An increase in the number of children taking part in clinical trials has driven a huge hike in childhood cancer survival, according to a UK study published in the journal Annals of Oncology.
Between 1966 and 1970 just 28% of young patients diagnosed with cancer survived for five years, but jumping forward to those diagnosed during 1996-2000, and this figure has rocketed to 77%.
Looking at data from more than 25,000 children in the first analysis of population-based survival in relation to open clinical trials, the authors found that the annual reduction in risk of death ranged from 2.7% for rhabdomyosarcoma to 12.0% for gonadal germ cell tumours.
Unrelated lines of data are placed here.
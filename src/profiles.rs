//! Stream profile selection and service request bodies.
use serde_json::{json, Value};

use crate::config::MslConfig;
use crate::utils::unix_now;

/// Audio and trick-play profiles every device accepts.
pub const BASE_PROFILES: [&str; 4] = ["heaac-2-dash", "heaac-2hq-dash", "BIF240", "BIF320"];

pub const H264_PROFILES: [&str; 6] = [
    "playready-h264mpl30-dash",
    "playready-h264mpl31-dash",
    "playready-h264mpl40-dash",
    "playready-h264hpl30-dash",
    "playready-h264hpl31-dash",
    "playready-h264hpl40-dash",
];

pub const VP9_PROFILES: [&str; 4] = [
    "vp9-profile0-L21-dash-cenc",
    "vp9-profile0-L30-dash-cenc",
    "vp9-profile0-L31-dash-cenc",
    "vp9-profile0-L40-dash-cenc",
];

pub const DOLBY_AUDIO_PROFILES: [&str; 4] = [
    "ddplus-2.0-dash",
    "ddplus-5.1-dash",
    "ddplus-5.1hq-dash",
    "ddplus-atmos-dash",
];

const HEVC_LEVELS: [&str; 6] = ["L30", "L31", "L40", "L41", "L50", "L51"];

/// Media capabilities requested for one manifest.
#[derive(Debug, Clone, Copy, Default, PartialEq, Eq)]
pub struct ManifestCapabilities {
    pub hevc: bool,
    pub hdr: bool,
    pub dolby_vision: bool,
    pub vp9: bool,
    pub dolby_audio: bool,
    /// Report HDCP as engaged (ORed with the configured preference).
    pub hdcp_engaged: bool,
}

fn hevc_family(
    prefix: &'static str,
    tails: &'static [&'static str],
) -> impl Iterator<Item = String> {
    HEVC_LEVELS.iter().flat_map(move |level| {
        tails
            .iter()
            .map(move |tail| format!("{}{}-{}", prefix, level, tail))
    })
}

/// Profile list for `capabilities`, always ending with the subtitle profile.
#[must_use]
pub fn profiles(capabilities: &ManifestCapabilities, config: &MslConfig) -> Vec<String> {
    let mut profiles: Vec<String> = BASE_PROFILES.iter().map(|p| p.to_string()).collect();
    profiles.extend(H264_PROFILES.iter().map(|p| p.to_string()));

    if capabilities.hevc {
        profiles.extend(hevc_family("hevc-main-", &["dash-cenc"]));
        profiles.extend(hevc_family("hevc-main10-", &["dash-cenc-prk"]));
    }
    if capabilities.hdr {
        profiles.extend(hevc_family("hevc-hdr-main10-", &["dash-cenc", "dash-cenc-prk"]));
    }
    if capabilities.dolby_vision {
        profiles.extend(hevc_family("hevc-dv5-main10-", &["dash-cenc-prk"]));
    }
    if capabilities.vp9 {
        profiles.extend(VP9_PROFILES.iter().map(|p| p.to_string()));
    }
    if capabilities.dolby_audio {
        profiles.extend(DOLBY_AUDIO_PROFILES.iter().map(|p| p.to_string()));
    }

    profiles.push(config.subtitle_profile.profile().to_string());
    profiles
}

/// Service request envelope shared by manifest and license calls.
fn request_body(config: &MslConfig, url: &str, params: Value, echo: &str) -> Value {
    json!({
        "version": 2,
        "url": url,
        "id": unix_now(),
        "languages": config.locale,
        "params": params,
        "echo": echo,
    })
}

/// Manifest request body for `viewable_id`.
#[must_use]
pub fn manifest_request(
    config: &MslConfig,
    viewable_id: u64,
    capabilities: &ManifestCapabilities,
) -> Value {
    let profiles = profiles(capabilities, config);
    let hdcp_engaged = capabilities.hdcp_engaged || config.prefer_hdcp_engaged;
    let hdcp_versions: Vec<&str> = if hdcp_engaged { vec!["1.4"] } else { Vec::new() };

    let params = json!({
        "type": "standard",
        "viewableId": viewable_id,
        "profiles": profiles,
        "flavor": "PRE_FETCH",
        "drmType": "widevine",
        "drmVersion": 25,
        "usePsshBox": true,
        "isBranching": false,
        "useHttpsStreams": true,
        "imageSubtitleHeight": 1080,
        "uiVersion": config.ui_version,
        "uiPlatform": "SHAKTI",
        "clientVersion": config.client_version,
        "supportsPreReleasePin": true,
        "supportsWatermark": true,
        "videoOutputInfo": [{
            "type": "DigitalVideoOutputDescriptor",
            "outputType": "unknown",
            "supportedHdcpVersions": hdcp_versions,
            "isHdcpEngaged": hdcp_engaged,
        }],
        "titleSpecificData": {
            (viewable_id.to_string()): {"unletterboxed": true}
        },
        "preferAssistiveAudio": false,
        "isNonMember": false,
        "profileGroups": [{"name": "default", "profiles": profiles}],
        "licenseType": "standard",
    });
    request_body(config, "/manifest", params, "")
}

/// License request body. `url` is the license link of the last manifest.
#[must_use]
pub fn license_request(config: &MslConfig, url: &str, challenge_b64: &str, session_id: &str) -> Value {
    let now = unix_now();
    let params = json!([{
        "drmSessionId": session_id,
        "clientTime": now,
        "challengeBase64": challenge_b64,
        "xid": (now * 1000 + 1610).to_string(),
    }]);
    request_body(config, url, params, "drmSessionId")
}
Findings of the study show this achievement can be directly linked to the creation of the UK Children's Cancer Study Group - known as the Children's Cancer and Leukaemia Group from 2006 - which was set up in 1977 to put together a portfolio of national and international trials for childhood cancers.
Indeed, in its first 28 years of history, two-thirds of young people diagnosed with cancer in Great Britain had a type of cancer for which there was a clinical trial they could participate in, which has had a direct benefit as "the population-based survival increased significantly during this period", according to the researchers.
"The key message from this study is that clinical trials are good for you if you are a cancer patient," said Kathy Pritchard-Jones, Professor of Paediatric Oncology at Great Ormond Street Hospital. "Taking part in clinical trials is considered best practice for most newly diagnosed childhood cancers now," she added.
This week, the European Commission has published long-awaited draft regulation that will replace the existing European Clinical Trials Directive which, it is hoped, will get rid of some layers of bureaucracy surrounding the clinical trials process and thereby make it much easier for patients to get access to innovative drugs in development. Click here if you want to know more.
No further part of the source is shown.